The Merger will be accounted for as a tax-free merger of investment companies with Templeton Portfolio remaining as both the tax and accounting survivor. The unaudited pro forma combined financial statements are presented for the information of the reader and may not necessarily be representative of what the actual combined financial statements would have been had the reorganization occurred at December 31, 2011. The unaudited pro forma Portfolio of Investments and Statement of Assets and Liabilities reflect the financial position of Artio Portfolio and Templeton Portfolio at December 31, 2011. The unaudited pro forma Statement of Operations reflects the results of operations of Artio Portfolio and Templeton Portfolio for the twelve-months ended December 31, 2011. These statements have been derived from the Portfolios’ respective books and records utilized in calculating daily net asset value at the date indicated above for Artio Portfolio and Templeton Portfolio under U.S. generally accepted accounting principles for investment companies. The unaudited pro forma Portfolio of Investments reflects the pro forma combined portfolio holdings of Artio Portfolio and Templeton Portfolio as of December 31, 2011. This unaudited pro forma Portfolio of Investments reflects management’s anticipation that most portfolio transitioning, including the sale of most holdings of Artio Portfolio and the purchases of assets Templeton Portfolio may hold or wish to hold, will take place shortly prior to the closing date of the Mergers. The historical cost of investment securities will be carried forward to the surviving entity and the results of operations of Templeton Portfolio for pre-combination periods will not be restated.

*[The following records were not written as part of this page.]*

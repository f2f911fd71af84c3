//! # storefront-api
//!
//! HTTP layer for the storefront built on Axum.
//!
//! Provides the edge gatekeeper middleware, the session extractors used by
//! handlers, the session-introspection endpoint, admin page and settings
//! endpoints, and error mapping.

pub mod app;
pub mod dto;
pub mod error;
pub mod extractors;
pub mod handlers;
pub mod middleware;
pub mod router;
pub mod services;
pub mod state;

pub use app::{build_app, build_state, build_state_with_store};
pub use state::AppState;
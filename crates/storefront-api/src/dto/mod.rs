//! Request and response DTOs.

pub mod response;
//! CORS layer configuration.

use std::time::Duration;

use axum::http::{HeaderValue, Method};
use tower_http::cors::{Any, CorsLayer};

use storefront_core::config::CorsConfig;

/// Builds a CORS tower layer from configuration.
pub fn build_cors_layer(config: &CorsConfig) -> CorsLayer {
    let wildcard = |values: &[String]| values.iter().any(|v| v == "*");

    let mut layer = if wildcard(&config.allowed_origins) {
        CorsLayer::new().allow_origin(Any)
    } else {
        let origins: Vec<HeaderValue> = config
            .allowed_origins
            .iter()
            .filter_map(|o| o.parse().ok())
            .collect();
        CorsLayer::new().allow_origin(origins)
    };

    let methods: Vec<Method> = config
        .allowed_methods
        .iter()
        .filter_map(|m| m.parse().ok())
        .collect();
    layer = layer.allow_methods(methods);

    if wildcard(&config.allowed_headers) {
        layer = layer.allow_headers(Any);
    }

    layer.max_age(Duration::from_secs(config.max_age_seconds))
}
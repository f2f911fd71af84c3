//! Per-request projection of a verified session credential.

use serde::{Deserialize, Serialize};

use super::role::Role;

/// The signed-in user as seen by handlers and the introspection endpoint.
///
/// Built fresh for every request from a verified credential and never
/// persisted.
#[derive(Debug, Clone, PartialEq, Eq, Serialize, Deserialize)]
pub struct ResolvedSession {
    /// User identifier issued by the authentication flow.
    pub id: String,
    /// Email address.
    pub email: String,
    /// Display name, when the authentication flow supplied one.
    #[serde(default)]
    pub name: Option<String>,
    /// Role carried by the credential.
    pub role: Role,
}
//! Route access policy and the role-aware navigation built on it.

pub mod navigation;
pub mod table;

pub use navigation::{NavItem, Navigation};
pub use table::{RoutePolicy, has_dot_segments, path_segments, role_satisfies};
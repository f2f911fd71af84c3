//! Integration tests for the site settings endpoints.

mod helpers;

use std::sync::Arc;

use http::StatusCode;
use storefront_api::services::settings::MemorySettingsStore;
use storefront_entity::settings::SiteSettings;
use storefront_entity::user::Role;

#[tokio::test]
async fn test_public_settings() {
    let store = MemorySettingsStore::new(SiteSettings {
        brand_name: "Lumen".to_string(),
        email_address: "hello@lumen.shop".to_string(),
        ..SiteSettings::default()
    });
    let app = helpers::TestApp::with_store(Arc::new(store));

    let response = app.get("/api/settings", None).await;

    assert_eq!(response.status, StatusCode::OK);
    assert_eq!(response.body["data"]["brand_name"], "Lumen");
    assert_eq!(response.body["data"]["email_address"], "hello@lumen.shop");
    assert_eq!(response.body["data"]["logo_url"], "");
}

#[tokio::test]
async fn test_admin_update_is_visible_immediately() {
    let app = helpers::TestApp::new();
    let token = app.token(Role::Admin);

    // Prime the cache.
    let before = app.get("/api/settings", None).await;
    assert_eq!(before.body["data"]["brand_name"], "");

    let response = app
        .request(
            "PUT",
            "/api/admin/settings",
            Some(serde_json::json!({
                "brand_name": "Lumen",
                "instagram_url": "https://instagram.com/lumen",
            })),
            Some(&token),
        )
        .await;
    assert_eq!(response.status, StatusCode::OK);

    let after = app.get("/api/settings", None).await;
    assert_eq!(after.body["data"]["brand_name"], "Lumen");
    assert_eq!(after.body["data"]["instagram_url"], "https://instagram.com/lumen");
}

#[tokio::test]
async fn test_user_cannot_update_settings() {
    let app = helpers::TestApp::new();
    let token = app.token(Role::User);

    let response = app
        .request(
            "PUT",
            "/api/admin/settings",
            Some(serde_json::json!({ "brand_name": "Nope" })),
            Some(&token),
        )
        .await;

    assert_eq!(response.status, StatusCode::TEMPORARY_REDIRECT);
    assert_eq!(response.location(), Some("/"));
}

#[tokio::test]
async fn test_invalid_settings_are_rejected() {
    let app = helpers::TestApp::new();
    let token = app.token(Role::Admin);

    let response = app
        .request(
            "PUT",
            "/api/admin/settings",
            Some(serde_json::json!({ "facebook_url": "facebook.com/lumen" })),
            Some(&token),
        )
        .await;

    assert_eq!(response.status, StatusCode::BAD_REQUEST);
    assert_eq!(response.body["error"], "VALIDATION_ERROR");
}
//! HTTP middleware layers.

pub mod cors;
pub mod gatekeeper;
pub mod logging;
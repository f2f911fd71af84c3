//! Admin console pages.
//!
//! The edge gate already covers `/admin`; the [`RequireAccess`] extractor
//! re-checks the route policy in case a request arrives some other way.

use axum::Json;
use axum::extract::Path;

use crate::dto::response::{AdminPageResponse, ApiResponse};
use crate::extractors::RequireAccess;

/// GET /admin
pub async fn dashboard(RequireAccess(session): RequireAccess) -> Json<ApiResponse<AdminPageResponse>> {
    Json(ApiResponse::ok(AdminPageResponse {
        page: "dashboard".to_string(),
        session,
    }))
}

/// GET /admin/{*page}
pub async fn page(
    RequireAccess(session): RequireAccess,
    Path(page): Path<String>,
) -> Json<ApiResponse<AdminPageResponse>> {
    Json(ApiResponse::ok(AdminPageResponse {
        page: page.trim_end_matches('/').to_string(),
        session,
    }))
}
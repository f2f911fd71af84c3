//! # storefront-entity
//!
//! Domain entities shared by the access layer and its collaborators.

pub mod settings;
pub mod user;

pub use settings::SiteSettings;
pub use user::{ResolvedSession, Role};
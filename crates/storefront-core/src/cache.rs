//! Explicit time-stamped cache for a single value.
//!
//! Replaces ambient module-level "last fetched" state: the value, the moment
//! it was fetched, and the TTL all live in one owned struct with an explicit
//! [`TimedCache::invalidate`] call.

use std::future::Future;
use std::time::Duration;

use tokio::sync::RwLock;
use tokio::time::Instant;

/// A cached value stamped with the moment it was stored.
#[derive(Debug, Clone)]
struct Stamped<T> {
    value: T,
    stored_at: Instant,
}

#[derive(Debug)]
struct Slot<T> {
    entry: Option<Stamped<T>>,
    /// Bumped by every invalidation.
    generation: u64,
}

/// Single-slot cache with a fixed time-to-live.
#[derive(Debug)]
pub struct TimedCache<T> {
    ttl: Duration,
    slot: RwLock<Slot<T>>,
}

impl<T: Clone> TimedCache<T> {
    /// Creates an empty cache.
    pub fn new(ttl: Duration) -> Self {
        Self {
            ttl,
            slot: RwLock::new(Slot {
                entry: None,
                generation: 0,
            }),
        }
    }

    /// Returns the cached value if it is still fresh.
    pub async fn get(&self) -> Option<T> {
        let slot = self.slot.read().await;
        self.fresh(&slot)
    }

    /// Stores a value, stamping it with the current instant.
    pub async fn put(&self, value: T) {
        let mut slot = self.slot.write().await;
        slot.entry = Some(Stamped {
            value,
            stored_at: Instant::now(),
        });
    }

    /// Drops the cached value so the next read goes to the source.
    ///
    /// A refresh that started before this call does not store its result.
    pub async fn invalidate(&self) {
        let mut slot = self.slot.write().await;
        slot.entry = None;
        slot.generation = slot.generation.wrapping_add(1);
    }

    /// Returns the fresh cached value, or fetches, stores and returns a new one.
    ///
    /// A failed fetch leaves the cache untouched. When the cache is
    /// invalidated while `fetch` runs, the fetched value is returned to the
    /// caller but not stored.
    pub async fn get_or_try_refresh<F, Fut, E>(&self, fetch: F) -> Result<T, E>
    where
        F: FnOnce() -> Fut,
        Fut: Future<Output = Result<T, E>>,
    {
        let generation = {
            let slot = self.slot.read().await;
            if let Some(value) = self.fresh(&slot) {
                return Ok(value);
            }
            slot.generation
        };

        let value = fetch().await?;

        let mut slot = self.slot.write().await;
        if slot.generation == generation {
            slot.entry = Some(Stamped {
                value: value.clone(),
                stored_at: Instant::now(),
            });
        }
        Ok(value)
    }

    fn fresh(&self, slot: &Slot<T>) -> Option<T> {
        slot.entry
            .as_ref()
            .filter(|stamped| stamped.stored_at.elapsed() < self.ttl)
            .map(|stamped| stamped.value.clone())
    }
}
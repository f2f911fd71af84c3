//! Route definitions for the storefront HTTP API.
//!
//! The router receives `AppState` and passes it to all handlers via Axum's
//! `State` extractor. The edge gate wraps every route, the fallback
//! included.

use axum::{
    Router,
    http::Uri,
    middleware as axum_middleware,
    routing::{get, post, put},
};
use tower_http::trace::TraceLayer;

use storefront_core::error::AppError;

use crate::error::ApiError;
use crate::handlers;
use crate::middleware;
use crate::middleware::cors::build_cors_layer;
use crate::state::AppState;

/// Build the complete Axum router with all routes and middleware.
pub fn build_router(state: AppState) -> Router {
    let cors = build_cors_layer(&state.config.server.cors);

    Router::new()
        .merge(auth_routes(&state.config.access.introspection_path))
        .merge(public_routes())
        .merge(admin_routes())
        .fallback(not_found)
        // Innermost first: the gate sees every request after logging starts.
        .layer(axum_middleware::from_fn_with_state(
            state.clone(),
            middleware::gatekeeper::edge_gate,
        ))
        .layer(axum_middleware::from_fn(middleware::logging::request_logging))
        .layer(TraceLayer::new_for_http())
        .layer(cors)
        .with_state(state)
}

/// Session introspection and logout
fn auth_routes(introspection_path: &str) -> Router<AppState> {
    Router::new()
        .route(introspection_path, get(handlers::session::session))
        .route("/api/auth/logout", post(handlers::session::logout))
}

/// Endpoints open to every visitor
fn public_routes() -> Router<AppState> {
    Router::new()
        .route("/api/health", get(handlers::health::health))
        .route("/api/navigation", get(handlers::navigation::navigation))
        .route("/api/settings", get(handlers::settings::get_settings))
}

/// Admin console and admin API (edge-gated)
fn admin_routes() -> Router<AppState> {
    Router::new()
        .route("/admin", get(handlers::admin::dashboard))
        .route("/admin/{*page}", get(handlers::admin::page))
        .route("/api/admin/settings", put(handlers::settings::update_settings))
}

async fn not_found(uri: Uri) -> ApiError {
    AppError::not_found(format!("No route for {}", uri.path())).into()
}
//! Integration tests for the edge gate on protected prefixes.

mod helpers;

use http::StatusCode;
use storefront_entity::user::Role;

#[tokio::test]
async fn test_protected_page_without_cookie_redirects_to_sign_in() {
    let app = helpers::TestApp::new();

    let response = app.get("/admin/products", None).await;

    assert_eq!(response.status, StatusCode::TEMPORARY_REDIRECT);
    assert_eq!(response.location(), Some("/auth?redirect=/admin/products"));
}

#[tokio::test]
async fn test_user_role_on_admin_page_redirects_home() {
    let app = helpers::TestApp::new();
    let token = app.token(Role::User);

    let response = app.get("/admin/products", Some(&token)).await;

    assert_eq!(response.status, StatusCode::TEMPORARY_REDIRECT);
    assert_eq!(response.location(), Some("/"));
}

#[tokio::test]
async fn test_admin_role_is_forwarded() {
    let app = helpers::TestApp::new();
    let token = app.token(Role::Admin);

    let response = app.get("/admin/products", Some(&token)).await;

    assert_eq!(response.status, StatusCode::OK);
    assert!(response.location().is_none());
    assert_eq!(response.body["data"]["page"], "products");
    assert_eq!(response.body["data"]["session"]["role"], "admin");
}

#[tokio::test]
async fn test_admin_dashboard_root() {
    let app = helpers::TestApp::new();
    let token = app.token(Role::Admin);

    let response = app.get("/admin", Some(&token)).await;

    assert_eq!(response.status, StatusCode::OK);
    assert_eq!(response.body["data"]["page"], "dashboard");
}

#[tokio::test]
async fn test_public_page_without_cookie_is_forwarded() {
    let app = helpers::TestApp::new();

    let response = app.get("/api/settings", None).await;

    assert_eq!(response.status, StatusCode::OK);
}

#[tokio::test]
async fn test_expired_token_redirects_to_sign_in() {
    let app = helpers::TestApp::new();
    let token = app.expired_token(Role::Admin);

    let response = app.get("/admin/orders", Some(&token)).await;

    assert_eq!(response.status, StatusCode::TEMPORARY_REDIRECT);
    assert_eq!(response.location(), Some("/auth?redirect=/admin/orders"));
}

#[tokio::test]
async fn test_forged_token_redirects_to_sign_in() {
    let app = helpers::TestApp::new();
    let token = app.token(Role::Admin);
    let (payload, signature) = token.rsplit_once('.').unwrap();
    let forged = format!("{payload}.{}", signature.chars().rev().collect::<String>());

    let response = app.get("/admin/customers", Some(&forged)).await;

    assert_eq!(response.status, StatusCode::TEMPORARY_REDIRECT);
    assert_eq!(response.location(), Some("/auth?redirect=/admin/customers"));
}

#[tokio::test]
async fn test_garbage_cookie_redirects_to_sign_in() {
    let app = helpers::TestApp::new();

    let response = app.get("/admin", Some("not-a-token")).await;

    assert_eq!(response.status, StatusCode::TEMPORARY_REDIRECT);
    assert_eq!(response.location(), Some("/auth?redirect=/admin"));
}

#[tokio::test]
async fn test_admin_api_is_gated() {
    let app = helpers::TestApp::new();

    let response = app
        .request(
            "PUT",
            "/api/admin/settings",
            Some(serde_json::json!({ "brand_name": "Hijack" })),
            None,
        )
        .await;

    assert_eq!(response.status, StatusCode::TEMPORARY_REDIRECT);
    assert_eq!(response.location(), Some("/auth?redirect=/api/admin/settings"));
}

#[tokio::test]
async fn test_lookalike_prefix_is_not_gated() {
    let app = helpers::TestApp::new();

    let response = app.get("/administrator", None).await;

    assert_eq!(response.status, StatusCode::NOT_FOUND);
    assert!(response.location().is_none());
}

#[tokio::test]
async fn test_parent_segment_out_of_admin_is_gated() {
    let app = helpers::TestApp::new();

    let response = app.get("/admin/../cart", None).await;

    assert_eq!(response.status, StatusCode::TEMPORARY_REDIRECT);
    assert_eq!(response.location(), Some("/auth?redirect=/admin/../cart"));

    let token = app.token(Role::User);
    let response = app.get("/admin/../cart", Some(&token)).await;

    assert_eq!(response.status, StatusCode::TEMPORARY_REDIRECT);
    assert_eq!(response.location(), Some("/"));
}

#[tokio::test]
async fn test_current_segment_under_admin_is_gated() {
    let app = helpers::TestApp::new();

    let response = app.get("/admin/./x", None).await;

    assert_eq!(response.status, StatusCode::TEMPORARY_REDIRECT);
    assert_eq!(response.location(), Some("/auth?redirect=/admin/./x"));
}

#[tokio::test]
async fn test_encoded_dot_segments_are_gated() {
    let app = helpers::TestApp::new();
    let token = app.token(Role::User);

    let response = app.get("/admin/%2e%2e/cart", Some(&token)).await;

    assert_eq!(response.status, StatusCode::TEMPORARY_REDIRECT);
    assert_eq!(response.location(), Some("/"));
}
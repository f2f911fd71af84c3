//! Session credential configuration.

use std::fmt;

use serde::{Deserialize, Serialize};

/// Placeholder secret shipped in the defaults. Refused outside development.
pub const PLACEHOLDER_SECRET: &str = "CHANGE_ME_IN_PRODUCTION";

/// Longest accepted session lifetime: one year.
pub const MAX_SESSION_TTL_MINUTES: u64 = 60 * 24 * 365;

/// Session credential signing and cookie configuration.
#[derive(Clone, Serialize, Deserialize)]
pub struct AuthConfig {
    /// Secret key for session token signing (HMAC-SHA256).
    #[serde(default = "default_session_secret")]
    pub session_secret: String,
    /// Lifetime of an issued session token in minutes.
    #[serde(default = "default_session_ttl")]
    pub session_ttl_minutes: u64,
    /// Name of the HTTP-only cookie carrying the session token.
    #[serde(default = "default_cookie_name")]
    pub cookie_name: String,
}

impl AuthConfig {
    /// Whether the configured secret is still the shipped placeholder.
    pub fn uses_placeholder_secret(&self) -> bool {
        self.session_secret == PLACEHOLDER_SECRET
    }
}

// The secret never reaches logs through `{:?}`.
impl fmt::Debug for AuthConfig {
    fn fmt(&self, f: &mut fmt::Formatter<'_>) -> fmt::Result {
        f.debug_struct("AuthConfig")
            .field("session_secret", &"<redacted>")
            .field("session_ttl_minutes", &self.session_ttl_minutes)
            .field("cookie_name", &self.cookie_name)
            .finish()
    }
}

impl Default for AuthConfig {
    fn default() -> Self {
        Self {
            session_secret: default_session_secret(),
            session_ttl_minutes: default_session_ttl(),
            cookie_name: default_cookie_name(),
        }
    }
}

fn default_session_secret() -> String {
    PLACEHOLDER_SECRET.to_string()
}

fn default_session_ttl() -> u64 {
    60 * 24
}

fn default_cookie_name() -> String {
    "session".to_string()
}
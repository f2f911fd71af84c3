//! Custom Axum extractors.

pub mod session;

pub use session::{CurrentSession, RequireAccess};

The unaudited pro forma Portfolio of Investments, and Statement of Assets and Liabilities and Statement of Operations should be read in conjunction with the historical financial statements of each Portfolio, which are incorporated by reference in the Statement of Additional Information.
Note 2 — Security Valuation:
Investments in equity securities traded on a national securities exchange are valued at the last reported sale price. Securities reported by NASDAQ will be valued at the NASDAQ official closing price. Portfolio securities traded on an exchange or NASDAQ for which there has been no sale and securities traded in the over-the-counter-market are valued at the mean between the last reported bid and ask prices. All investments quoted in foreign currencies will be valued daily in U.S. dollars on the basis of the foreign currency exchange rates prevailing at the time such valuation is determined by a Portfolio’s custodian. Debt securities are valued at bid prices obtained from independent services or from one or more dealers making markets in the securities and may be adjusted based on a Portfolio’s valuation procedures. U.S. Government obligations are valued by using market quotations or independent pricing services that use prices provided by market-makers or estimates of market values obtained from yield data relating to instruments or securities with similar characteristics. Securities for which market quotations are not readily available are valued at their fair values as determined in good faith and in accordance with policies set by the Board of each Portfolio. Among elements of analysis, the Board has authorized the use of one or more research services to assist with the determination of the fair value of foreign securities in light of significant events. Research services use statistical analyses and quantitative models to help determine fair value as of the time a Portfolio calculates its net asset value. Investments in securities maturing in 60 days or less are valued at amortized cost, which, when combined with accrued interest, approximates market value.
20
Note 3 — Capital Shares:
The unaudited pro forma net asset value per share assumes additional shares of common Templeton Portfolio issued in connection with the proposed acquisition of Artio Portfolio by Templeton Portfolio as of December 31, 2011. The number of additional shares issued was calculated by dividing the net assets of each class of Artio Portfolio by the respective class net asset value per share of Templeton Portfolio.
Note 4 — Merger Costs:
Directed Services LLC (or an affiliate) will bear the costs associated with obtaining shareholder approval, including, but not limited to, vote solicitation and SEC filings.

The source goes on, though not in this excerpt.